> _About this task_
Using the material below, print the line that contains "if let Some(header) = req", the line that contains "pub struct JwtAuthService<S>", and every line in between, exactly and nothing else.

== Extracted data

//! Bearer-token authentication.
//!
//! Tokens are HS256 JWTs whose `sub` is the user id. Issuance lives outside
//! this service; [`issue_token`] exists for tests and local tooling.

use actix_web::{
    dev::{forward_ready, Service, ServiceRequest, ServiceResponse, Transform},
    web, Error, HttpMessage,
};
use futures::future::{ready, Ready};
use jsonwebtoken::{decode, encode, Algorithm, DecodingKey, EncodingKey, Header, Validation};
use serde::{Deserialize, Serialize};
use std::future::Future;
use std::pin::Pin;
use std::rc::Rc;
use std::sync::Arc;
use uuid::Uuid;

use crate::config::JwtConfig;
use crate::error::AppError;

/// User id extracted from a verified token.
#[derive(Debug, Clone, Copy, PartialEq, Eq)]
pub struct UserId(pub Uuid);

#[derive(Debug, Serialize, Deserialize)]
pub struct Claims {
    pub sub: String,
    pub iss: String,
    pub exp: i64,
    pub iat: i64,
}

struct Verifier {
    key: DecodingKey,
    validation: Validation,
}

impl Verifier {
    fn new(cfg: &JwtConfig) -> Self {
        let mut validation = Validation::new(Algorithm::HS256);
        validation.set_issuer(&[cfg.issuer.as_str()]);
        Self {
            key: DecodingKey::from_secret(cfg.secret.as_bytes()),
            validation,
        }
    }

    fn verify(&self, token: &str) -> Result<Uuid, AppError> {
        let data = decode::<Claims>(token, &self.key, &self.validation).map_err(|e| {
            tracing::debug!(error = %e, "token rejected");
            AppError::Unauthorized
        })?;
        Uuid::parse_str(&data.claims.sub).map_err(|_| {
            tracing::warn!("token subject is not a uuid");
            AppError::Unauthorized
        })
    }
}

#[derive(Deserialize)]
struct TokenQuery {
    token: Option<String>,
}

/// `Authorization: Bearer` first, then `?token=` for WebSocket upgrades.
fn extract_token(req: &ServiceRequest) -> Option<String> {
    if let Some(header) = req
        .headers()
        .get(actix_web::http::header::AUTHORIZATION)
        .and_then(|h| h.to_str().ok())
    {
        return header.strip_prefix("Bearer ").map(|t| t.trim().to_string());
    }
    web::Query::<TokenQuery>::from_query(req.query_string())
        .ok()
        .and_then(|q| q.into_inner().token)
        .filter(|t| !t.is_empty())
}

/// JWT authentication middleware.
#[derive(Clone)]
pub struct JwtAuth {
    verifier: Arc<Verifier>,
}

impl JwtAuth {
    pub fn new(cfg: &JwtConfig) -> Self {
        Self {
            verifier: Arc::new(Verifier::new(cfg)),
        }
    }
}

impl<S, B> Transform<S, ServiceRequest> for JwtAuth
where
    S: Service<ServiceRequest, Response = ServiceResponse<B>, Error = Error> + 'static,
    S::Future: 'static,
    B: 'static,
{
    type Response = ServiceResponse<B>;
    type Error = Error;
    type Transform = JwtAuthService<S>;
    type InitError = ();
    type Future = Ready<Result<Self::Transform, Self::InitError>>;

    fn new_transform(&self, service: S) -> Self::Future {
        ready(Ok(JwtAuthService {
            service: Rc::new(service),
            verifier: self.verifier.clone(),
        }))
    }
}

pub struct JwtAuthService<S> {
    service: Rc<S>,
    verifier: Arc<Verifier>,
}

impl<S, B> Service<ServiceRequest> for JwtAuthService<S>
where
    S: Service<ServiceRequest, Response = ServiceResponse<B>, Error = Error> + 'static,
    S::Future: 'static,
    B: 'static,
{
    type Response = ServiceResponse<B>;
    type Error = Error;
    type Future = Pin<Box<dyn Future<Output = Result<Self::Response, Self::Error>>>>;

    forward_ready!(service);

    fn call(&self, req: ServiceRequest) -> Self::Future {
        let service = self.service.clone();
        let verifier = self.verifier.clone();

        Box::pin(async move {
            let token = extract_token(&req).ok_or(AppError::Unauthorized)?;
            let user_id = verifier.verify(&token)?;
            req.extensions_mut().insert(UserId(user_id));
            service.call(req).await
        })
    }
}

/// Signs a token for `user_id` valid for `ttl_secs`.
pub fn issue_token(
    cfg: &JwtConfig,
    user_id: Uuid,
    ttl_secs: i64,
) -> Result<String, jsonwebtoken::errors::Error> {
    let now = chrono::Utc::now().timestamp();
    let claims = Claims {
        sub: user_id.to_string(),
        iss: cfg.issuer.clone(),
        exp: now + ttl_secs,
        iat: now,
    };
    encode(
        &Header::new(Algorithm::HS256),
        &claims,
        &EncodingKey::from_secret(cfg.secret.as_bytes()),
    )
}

====
== Extracted data

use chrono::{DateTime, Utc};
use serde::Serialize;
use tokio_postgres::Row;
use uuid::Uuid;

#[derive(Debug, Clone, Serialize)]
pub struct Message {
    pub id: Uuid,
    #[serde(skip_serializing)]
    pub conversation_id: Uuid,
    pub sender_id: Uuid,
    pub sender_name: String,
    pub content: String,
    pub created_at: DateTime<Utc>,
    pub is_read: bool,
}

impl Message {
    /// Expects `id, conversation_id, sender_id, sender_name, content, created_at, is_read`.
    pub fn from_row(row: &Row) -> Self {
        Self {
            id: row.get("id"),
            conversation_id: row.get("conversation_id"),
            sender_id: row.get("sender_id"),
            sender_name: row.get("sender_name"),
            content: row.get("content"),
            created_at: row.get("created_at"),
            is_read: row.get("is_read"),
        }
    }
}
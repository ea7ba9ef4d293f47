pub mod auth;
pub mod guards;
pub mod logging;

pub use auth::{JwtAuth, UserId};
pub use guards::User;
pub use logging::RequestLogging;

====

> _Output for this task_
    if let Some(header) = req
        .headers()
        .get(actix_web::http::header::AUTHORIZATION)
        .and_then(|h| h.to_str().ok())
    {
        return header.strip_prefix("Bearer ").map(|t| t.trim().to_string());
    }
    web::Query::<TokenQuery>::from_query(req.query_string())
        .ok()
        .and_then(|q| q.into_inner().token)
        .filter(|t| !t.is_empty())
}

/// JWT authentication middleware.
#[derive(Clone)]
pub struct JwtAuth {
    verifier: Arc<Verifier>,
}

impl JwtAuth {
    pub fn new(cfg: &JwtConfig) -> Self {
        Self {
            verifier: Arc::new(Verifier::new(cfg)),
        }
    }
}

impl<S, B> Transform<S, ServiceRequest> for JwtAuth
where
    S: Service<ServiceRequest, Response = ServiceResponse<B>, Error = Error> + 'static,
    S::Future: 'static,
    B: 'static,
{
    type Response = ServiceResponse<B>;
    type Error = Error;
    type Transform = JwtAuthService<S>;
    type InitError = ();
    type Future = Ready<Result<Self::Transform, Self::InitError>>;

    fn new_transform(&self, service: S) -> Self::Future {
        ready(Ok(JwtAuthService {
            service: Rc::new(service),
            verifier: self.verifier.clone(),
        }))
    }
}

pub struct JwtAuthService<S> {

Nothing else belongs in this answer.